Daniels was an atheist.

== Personal life ==
Daniels married his first wife, Jacqueline Skipworth (born 1942), in 1960; she was 17 and he was 21. They had three sons together: Gary, Paul, and magician Martin. All three sons occasionally appeared on The Paul Daniels Magic Show in varying capacities. Daniels's father often made props for the show, such as wooden boxes for the Selbit Sawing illusion, whilst his mother sewed the stage curtains for his theatre tours.

Daniels married his second wife, long-time assistant Debbie McGee, on 2 April 1988 in Buckinghamshire. The couple met in London in May 1979 during rehearsals for Daniels's summer season show in Great Yarmouth that year. McGee went on to work with Daniels in his 1980 summer show in Bournemouth and then his London stage show It's Magic before being offered the role of assistant in his long-running television series. Their relationship gradually became more established, and he proposed in 1987. When they married, he was 50 and she was 29. Early in their marriage, they lived in a house in Denham that once belonged to Roger Moore. In 1998, they moved to a house on the banks of the River Thames in Wargrave, Berkshire.

Daniels's 2000 autobiography, Under No Illusion, includes descriptions of his and McGee's sex life: "I was writing and needed to concentrate, so I had a 'Do Not Disturb' sign on my back. Eventually I went to bed and Debbie was lying stark naked on the bed – eat your heart out fellas! She was wearing the sort of sleeping blindfold you get on long-haul flights. Printed on it was 'Do Not Disturb'. But further down her body she had a sign that said 'Disturb'!" Daniels also wrote in the book that he had had sex with more than 300 women.

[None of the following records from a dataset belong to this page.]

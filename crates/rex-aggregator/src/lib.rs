//! Aggregator HTTP client: route quotes and swap-transaction building.
//! Retries are applied only to `quote` (idempotent, read-only); `build_swap`
//! is never retried internally — the attempt ladder owns that policy.

pub mod client;
pub mod types;

pub use client::{AggregatorClient, HttpAggregatorClient};
pub use types::{PriorityFeeLamports, Quote};
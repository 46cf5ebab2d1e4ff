//! Shared domain types for the trade execution core: pairs, prices, the
//! 3-state transaction outcome, per-pair position state, and the decision
//! trace (`WhyNot`). No behavior lives here — only the data every other
//! crate in the workspace agrees on.

pub mod engine_state;
pub mod intent;
pub mod outcome;
pub mod pair;
pub mod pair_state;
pub mod price_point;
pub mod prices;
pub mod why_not;

pub use engine_state::EngineState;
pub use intent::{InflightIntent, IntentOutcome};
pub use outcome::{classify_failure, FailureKind, TxOutcome, TxResult};
pub use pair::{Pair, PriceBounds, Side};
pub use pair_state::{InflightHandle, PairState, PairStatus};
pub use price_point::{PricePoint, PriceSource};
pub use why_not::{WhyNot, WhyNotReason};
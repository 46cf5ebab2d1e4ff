//! Per-pair position state machine.
//!
//! # Design
//!
//! Explicit state machine, one [`rex_schemas::PairState`] per configured
//! pair. Every lifecycle event is applied via [`PairStateMachine::apply_outcome`],
//! which enforces two invariants mirroring this codebase's order-lifecycle
//! discipline elsewhere:
//!
//! 1. **Outcome-gated transitions.** `status` changes only on a definitive
//!    SUCCESS or FAILURE outcome; UNKNOWN leaves it untouched and instead
//!    preserves the inflight handle.
//! 2. **Idempotent replay.** Resolving the same `intent_id` twice (e.g. a
//!    resolve-unknown pass racing a same-tick submit result) is a no-op.
//!
//! ```text
//!            BUY SUCCESS                    SELL SUCCESS
//!   FLAT ───────────────────► OPEN ───────────────────────► FLAT
//!     ▲                        │ │                            ▲
//!     │ BUY FAILURE            │ │ SELL FAILURE (below thresh) │
//!     └────────────────────────┘ └────────────────────────────┘
//!                                │ SELL FAILURE (≥ threshold)
//!                                ▼
//!                           EXIT_ONLY ──────────────────────► FLAT
//!                                         SELL SUCCESS
//! ```
//! BUY/SELL UNKNOWN preserves the respective inflight handle and leaves
//! `status` unchanged in every state.

use std::collections::HashMap;

use chrono::{DateTime, Utc};

use rex_schemas::{InflightHandle, InflightIntent, PairState, PairStatus, Side, TxOutcome};

#[derive(Debug, Clone)]
pub struct LadderPolicy {
    pub failure_threshold: u32,
    pub failure_cooldown: chrono::Duration,
}

/// Effect of applying a resolved outcome, surfaced so the coordinator and
/// the audit layer can react (e.g. emit `trade_executed`).
#[derive(Debug, Clone, PartialEq, Eq)]
pub enum TransitionEffect {
    Opened,
    Closed,
    Unchanged,
    NoOpReplay,
}

pub struct PairStateMachine {
    states: HashMap<String, PairState>,
    policy: LadderPolicy,
    exit_only_mode: bool,
}

impl PairStateMachine {
    pub fn new(policy: LadderPolicy) -> Self {
        Self {
            states: HashMap::new(),
            policy,
            exit_only_mode: false,
        }
    }

    pub fn set_exit_only_mode(&mut self, on: bool) {
        self.exit_only_mode = on;
    }

    pub fn exit_only_mode(&self) -> bool {
        self.exit_only_mode
    }

    pub fn state_of(&self, pair_identity: &str) -> PairState {
        self.states.get(pair_identity).cloned_or_default()
    }

    pub fn all_pairs(&self) -> impl Iterator<Item = (&String, &PairState)> {
        self.states.iter()
    }

    fn entry(&mut self, pair_identity: &str) -> &mut PairState {
        self.states.entry(pair_identity.to_string()).or_default()
    }

    pub fn can_enter(&mut self, pair_identity: &str, now: DateTime<Utc>) -> Result<(), String> {
        let exit_only = self.exit_only_mode;
        self.entry(pair_identity).can_enter(exit_only, now)
    }

    pub fn can_exit(&mut self, pair_identity: &str, now: DateTime<Utc>) -> Result<(), String> {
        self.entry(pair_identity).can_exit(now)
    }

    /// Marks a submission as inflight before the transaction is dispatched.
    /// Must be called before `TxExecutor::execute` so a crash mid-submission
    /// always leaves `Pending` behind for the next tick's resolve-unknown
    /// pass to investigate.
    pub fn mark_inflight(&mut self, pair_identity: &str, side: Side, handle: InflightHandle) {
        let state = self.entry(pair_identity);
        match side {
            Side::Buy => state.inflight_buy_id = Some(handle),
            Side::Sell => state.inflight_sell_id = Some(handle),
        }
    }

    pub fn clear_inflight(&mut self, pair_identity: &str, side: Side) {
        let state = self.entry(pair_identity);
        match side {
            Side::Buy => {
                state.inflight_buy_id = None;
                state.pending_buy_intent = None;
            }
            Side::Sell => {
                state.inflight_sell_id = None;
                state.pending_sell_intent = None;
            }
        }
    }

    /// Preserves the full intent alongside the handle so a later tick's
    /// resolve-unknown pass can re-run reconciliation without the
    /// originating coordinator call still being in scope.
    pub fn preserve_pending_intent(&mut self, pair_identity: &str, side: Side, intent: InflightIntent) {
        let state = self.entry(pair_identity);
        match side {
            Side::Buy => state.pending_buy_intent = Some(intent),
            Side::Sell => state.pending_sell_intent = Some(intent),
        }
    }

    pub fn pending_intent(&self, pair_identity: &str, side: Side) -> Option<InflightIntent> {
        let state = self.states.get(pair_identity)?;
        match side {
            Side::Buy => state.pending_buy_intent.clone(),
            Side::Sell => state.pending_sell_intent.clone(),
        }
    }

    /// Applies a resolved (SUCCESS|FAILURE) outcome for `intent_id`. Calling
    /// this with `TxOutcome::Unknown` is a programmer error — unknown
    /// outcomes must preserve the inflight handle via `mark_inflight`
    /// instead and never reach the state machine as a transition.
    #[allow(clippy::too_many_arguments)]
    pub fn apply_outcome(
        &mut self,
        pair_identity: &str,
        side: Side,
        intent_id: &str,
        outcome: TxOutcome,
        entry_price: Option<f64>,
        size_base: Option<i64>,
        now: DateTime<Utc>,
    ) -> TransitionEffect {
        debug_assert!(
            outcome != TxOutcome::Unknown,
            "UNKNOWN outcomes must never reach apply_outcome"
        );

        let threshold = self.policy.failure_threshold;
        let cooldown = self.policy.failure_cooldown;
        let state = self.entry(pair_identity);

        if state.already_applied(intent_id) {
            return TransitionEffect::NoOpReplay;
        }
        state.mark_applied(intent_id);

        match (side, outcome) {
            (Side::Buy, TxOutcome::Success) => {
                state.inflight_buy_id = None;
                state.buy_consecutive_failures = 0;
                state.status = PairStatus::Open;
                state.entry_price = entry_price;
                state.size_base = size_base;
                state.opened_at = Some(now);
                TransitionEffect::Opened
            }
            (Side::Buy, TxOutcome::Failure) => {
                state.inflight_buy_id = None;
                state.buy_consecutive_failures += 1;
                if state.buy_consecutive_failures >= threshold {
                    state.buy_cooldown_until = Some(now + cooldown);
                }
                TransitionEffect::Unchanged
            }
            (Side::Sell, TxOutcome::Success) => {
                state.inflight_sell_id = None;
                state.sell_consecutive_failures = 0;
                state.status = PairStatus::Flat;
                state.entry_price = None;
                state.size_base = None;
                state.opened_at = None;
                TransitionEffect::Closed
            }
            (Side::Sell, TxOutcome::Failure) => {
                state.inflight_sell_id = None;
                state.sell_consecutive_failures += 1;
                if state.sell_consecutive_failures >= threshold {
                    state.sell_cooldown_until = Some(now + cooldown);
                    if matches!(state.status, PairStatus::Open) {
                        state.status = PairStatus::ExitOnly;
                    }
                }
                TransitionEffect::Unchanged
            }
            (_, TxOutcome::Unknown) => unreachable!("guarded above"),
        }
    }
}

/// `HashMap::get` returns `Option<&T>`; most call sites want a cloned
/// default-initialized `PairState` for a pair that hasn't traded yet.
trait GetOrDefaultClone {
    fn cloned_or_default(self) -> PairState;
}

impl GetOrDefaultClone for Option<&PairState> {
    fn cloned_or_default(self) -> PairState {
        self.cloned().unwrap_or_default()
    }
}

#[cfg(test)]
mod tests {
    use super::*;

    fn policy() -> LadderPolicy {
        LadderPolicy {
            failure_threshold: 4,
            failure_cooldown: chrono::Duration::seconds(300),
        }
    }

    #[test]
    fn buy_success_opens_position() {
        let mut sm = PairStateMachine::new(policy());
        let now = Utc::now();
        let effect = sm.apply_outcome("SOL/USDC", Side::Buy, "i1", TxOutcome::Success, Some(100.0), Some(100_000_000), now);
        assert_eq!(effect, TransitionEffect::Opened);
        let st = sm.state_of("SOL/USDC");
        assert!(matches!(st.status, PairStatus::Open));
        assert_eq!(st.entry_price, Some(100.0));
        assert_eq!(st.size_base, Some(100_000_000));
    }

    #[test]
    fn sell_success_flattens_position() {
        let mut sm = PairStateMachine::new(policy());
        let now = Utc::now();
        sm.apply_outcome("SOL/USDC", Side::Buy, "i1", TxOutcome::Success, Some(100.0), Some(1), now);
        let effect = sm.apply_outcome("SOL/USDC", Side::Sell, "i2", TxOutcome::Success, None, None, now);
        assert_eq!(effect, TransitionEffect::Closed);
        assert!(sm.state_of("SOL/USDC").is_flat());
    }

    #[test]
    fn repeated_consecutive_buy_failures_trigger_cooldown() {
        let mut sm = PairStateMachine::new(policy());
        let now = Utc::now();
        for i in 0..4 {
            sm.apply_outcome("SOL/USDC", Side::Buy, &format!("fail-{i}"), TxOutcome::Failure, None, None, now);
        }
        let st = sm.state_of("SOL/USDC");
        assert_eq!(st.buy_consecutive_failures, 4);
        assert!(st.buy_cooldown_until.unwrap() > now);
        assert!(sm.can_enter("SOL/USDC", now).is_err());
    }

    #[test]
    fn sell_failures_past_threshold_enter_exit_only() {
        let mut sm = PairStateMachine::new(policy());
        let now = Utc::now();
        sm.apply_outcome("SOL/USDC", Side::Buy, "open", TxOutcome::Success, Some(1.0), Some(1), now);
        for i in 0..4 {
            sm.apply_outcome("SOL/USDC", Side::Sell, &format!("sfail-{i}"), TxOutcome::Failure, None, None, now);
        }
        assert!(matches!(sm.state_of("SOL/USDC").status, PairStatus::ExitOnly));
    }

    #[test]
    fn replaying_same_intent_id_is_a_no_op() {
        let mut sm = PairStateMachine::new(policy());
        let now = Utc::now();
        sm.apply_outcome("SOL/USDC", Side::Buy, "dup", TxOutcome::Success, Some(100.0), Some(1), now);
        let second = sm.apply_outcome("SOL/USDC", Side::Buy, "dup", TxOutcome::Success, Some(999.0), Some(999), now);
        assert_eq!(second, TransitionEffect::NoOpReplay);
        assert_eq!(sm.state_of("SOL/USDC").entry_price, Some(100.0));
    }

    #[test]
    fn unknown_outcome_preserves_inflight_and_status_via_mark_inflight() {
        let mut sm = PairStateMachine::new(policy());
        sm.mark_inflight("SOL/USDC", Side::Buy, InflightHandle::Signature("S".to_string()));
        let st = sm.state_of("SOL/USDC");
        assert!(st.is_flat());
        assert!(st.inflight_buy_id.is_some());
    }
}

He said that he had a "passionate" encounter with a schoolgirl hitch-hiker in 1969 when he was aged 30, though he ejected her from the car upon realising her age.

Daniels maintained a website that included personal information, a detailed blog, and podcasts.

In 2012, Daniels cut off his left index finger and the tip of his ring finger in an accident with a circular saw, in the garden shed of his Wargrave home. He drove himself from his home to hospital in Henley-on-Thames, where the index finger was reattached.

==Health problems and death==
On 20 February 2016, Daniels had a fall and was taken to hospital, where he was treated by medical staff for suspected pernicious anemia. It was later discovered that he had an incurable brain tumour. He died less than a month later, on 17 March, at the age of 77, at his home in Wargrave.